[DATASET EXCERPTS]

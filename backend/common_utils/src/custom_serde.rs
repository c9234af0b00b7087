//! Custom serialization/deserialization implementations.

/// Canonical JSON serialization.
///
/// Compact output with object keys sorted lexicographically at every depth. The byte
/// output does not depend on map iteration order, so it stays stable whether or not
/// `serde_json/preserve_order` is enabled somewhere in the dependency graph.
pub mod canonical_json {
    use serde::ser::{Serialize, SerializeMap, SerializeSeq, Serializer};
    use serde_json::Value;

    struct Canonical<'a>(&'a Value);

    impl Serialize for Canonical<'_> {
        fn serialize<S>(&self, serializer: S) -> Result<S::Ok, S::Error>
        where
            S: Serializer,
        {
            match self.0 {
                Value::Object(map) => {
                    let mut entries: Vec<_> = map.iter().collect();
                    entries.sort_unstable_by(|(left, _), (right, _)| left.cmp(right));

                    let mut state = serializer.serialize_map(Some(entries.len()))?;
                    for (key, value) in entries {
                        state.serialize_entry(key, &Canonical(value))?;
                    }
                    state.end()
                }
                Value::Array(items) => {
                    let mut state = serializer.serialize_seq(Some(items.len()))?;
                    for item in items {
                        state.serialize_element(&Canonical(item))?;
                    }
                    state.end()
                }
                scalar => scalar.serialize(serializer),
            }
        }
    }

    /// Serialize `value` to its canonical string form
    pub fn to_string(value: &Value) -> Result<String, serde_json::Error> {
        serde_json::to_string(&Canonical(value))
    }

    #[cfg(test)]
    mod tests {
        use serde_json::json;

        #[test]
        fn test_keys_are_sorted_at_every_depth() {
            let value = json!({
                "zeta": 1,
                "alpha": { "b": true, "a": null },
                "mid": [ { "y": "2", "x": "1" } ]
            });

            assert_eq!(
                super::to_string(&value).expect("serialization failed"),
                r#"{"alpha":{"a":null,"b":true},"mid":[{"x":"1","y":"2"}],"zeta":1}"#
            );
        }

        #[test]
        fn test_scalars_match_serde_json() {
            for value in [json!(42), json!("text \"quoted\""), json!(1.5), json!(null)] {
                assert_eq!(
                    super::to_string(&value).expect("serialization failed"),
                    serde_json::to_string(&value).expect("serialization failed")
                );
            }
        }
    }
}

/// Use with `#[serde(serialize_with = "exposed_secret::serialize")]` on a `Secret` field
/// that has to go out on the wire in clear. Debug output stays masked.
pub mod exposed_secret {
    use hyperswitch_masking::{PeekInterface, Secret};
    use serde::{Serialize, Serializer};

    pub fn serialize<T, S>(value: &Secret<T>, serializer: S) -> Result<S::Ok, S::Error>
    where
        T: Serialize,
        S: Serializer,
    {
        value.peek().serialize(serializer)
    }
}

/// [`exposed_secret`] for optional fields
pub mod exposed_optional_secret {
    use hyperswitch_masking::{PeekInterface, Secret};
    use serde::{Serialize, Serializer};

    pub fn serialize<T, S>(value: &Option<Secret<T>>, serializer: S) -> Result<S::Ok, S::Error>
    where
        T: Serialize,
        S: Serializer,
    {
        value.as_ref().map(|secret| secret.peek()).serialize(serializer)
    }
}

[/DATASET EXCERPTS]

(EXERCISE REQUIREMENTS) Write down every entry exactly.

(TASK RESULT)
filename backend/common_utils/src/custom_serde.rs
repository c9234af0b00b7087
//! Custom serialization/deserialization implementations.

/// Canonical JSON serialization.
///
/// Compact output with object keys sorted lexicographically at every depth. The byte
/// output does not depend on map iteration order, so it stays stable whether or not
/// `serde_json/preserve_order` is enabled somewhere in the dependency graph.
pub mod canonical_json {
    use serde::ser::{Serialize, SerializeMap, SerializeSeq, Serializer};
    use serde_json::Value;

    struct Canonical<'a>(&'a Value);

    impl Serialize for Canonical<'_> {
        fn serialize<S>(&self, serializer: S) -> Result<S::Ok, S::Error>
        where
            S: Serializer,
        {
            match self.0 {
                Value::Object(map) => {
                    let mut entries: Vec<_> = map.iter().collect();
                    entries.sort_unstable_by(|(left, _), (right, _)| left.cmp(right));

                    let mut state = serializer.serialize_map(Some(entries.len()))?;
                    for (key, value) in entries {
                        state.serialize_entry(key, &Canonical(value))?;
                    }
                    state.end()
                }
                Value::Array(items) => {
                    let mut state = serializer.serialize_seq(Some(items.len()))?;
                    for item in items {
                        state.serialize_element(&Canonical(item))?;
                    }
                    state.end()
                }
                scalar => scalar.serialize(serializer),
            }
        }
    }

    /// Serialize `value` to its canonical string form
    pub fn to_string(value: &Value) -> Result<String, serde_json::Error> {
        serde_json::to_string(&Canonical(value))
    }

    #[cfg(test)]
    mod tests {
        use serde_json::json;

        #[test]
        fn test_keys_are_sorted_at_every_depth() {
            let value = json!({
                "zeta": 1,
                "alpha": { "b": true, "a": null },
                "mid": [ { "y": "2", "x": "1" } ]
            });

            assert_eq!(
                super::to_string(&value).expect("serialization failed"),
                r#"{"alpha":{"a":null,"b":true},"mid":[{"x":"1","y":"2"}],"zeta":1}"#
            );
        }

        #[test]
        fn test_scalars_match_serde_json() {
            for value in [json!(42), json!("text \"quoted\""), json!(1.5), json!(null)] {
                assert_eq!(
                    super::to_string(&value).expect("serialization failed"),
                    serde_json::to_string(&value).expect("serialization failed")
                );
            }
        }
    }
}

/// Use with `#[serde(serialize_with = "exposed_secret::serialize")]` on a `Secret` field
/// that has to go out on the wire in clear. Debug output stays masked.
pub mod exposed_secret {
    use hyperswitch_masking::{PeekInterface, Secret};
    use serde::{Serialize, Serializer};

    pub fn serialize<T, S>(value: &Secret<T>, serializer: S) -> Result<S::Ok, S::Error>
    where
        T: Serialize,
        S: Serializer,
    {
        value.peek().serialize(serializer)
    }
}

/// [`exposed_secret`] for optional fields
pub mod exposed_optional_secret {
    use hyperswitch_masking::{PeekInterface, Secret};
    use serde::{Serialize, Serializer};

    pub fn serialize<T, S>(value: &Option<Secret<T>>, serializer: S) -> Result<S::Ok, S::Error>
    where
        T: Serialize,
        S: Serializer,
    {
        value.as_ref().map(|secret| secret.peek()).serialize(serializer)
    }
}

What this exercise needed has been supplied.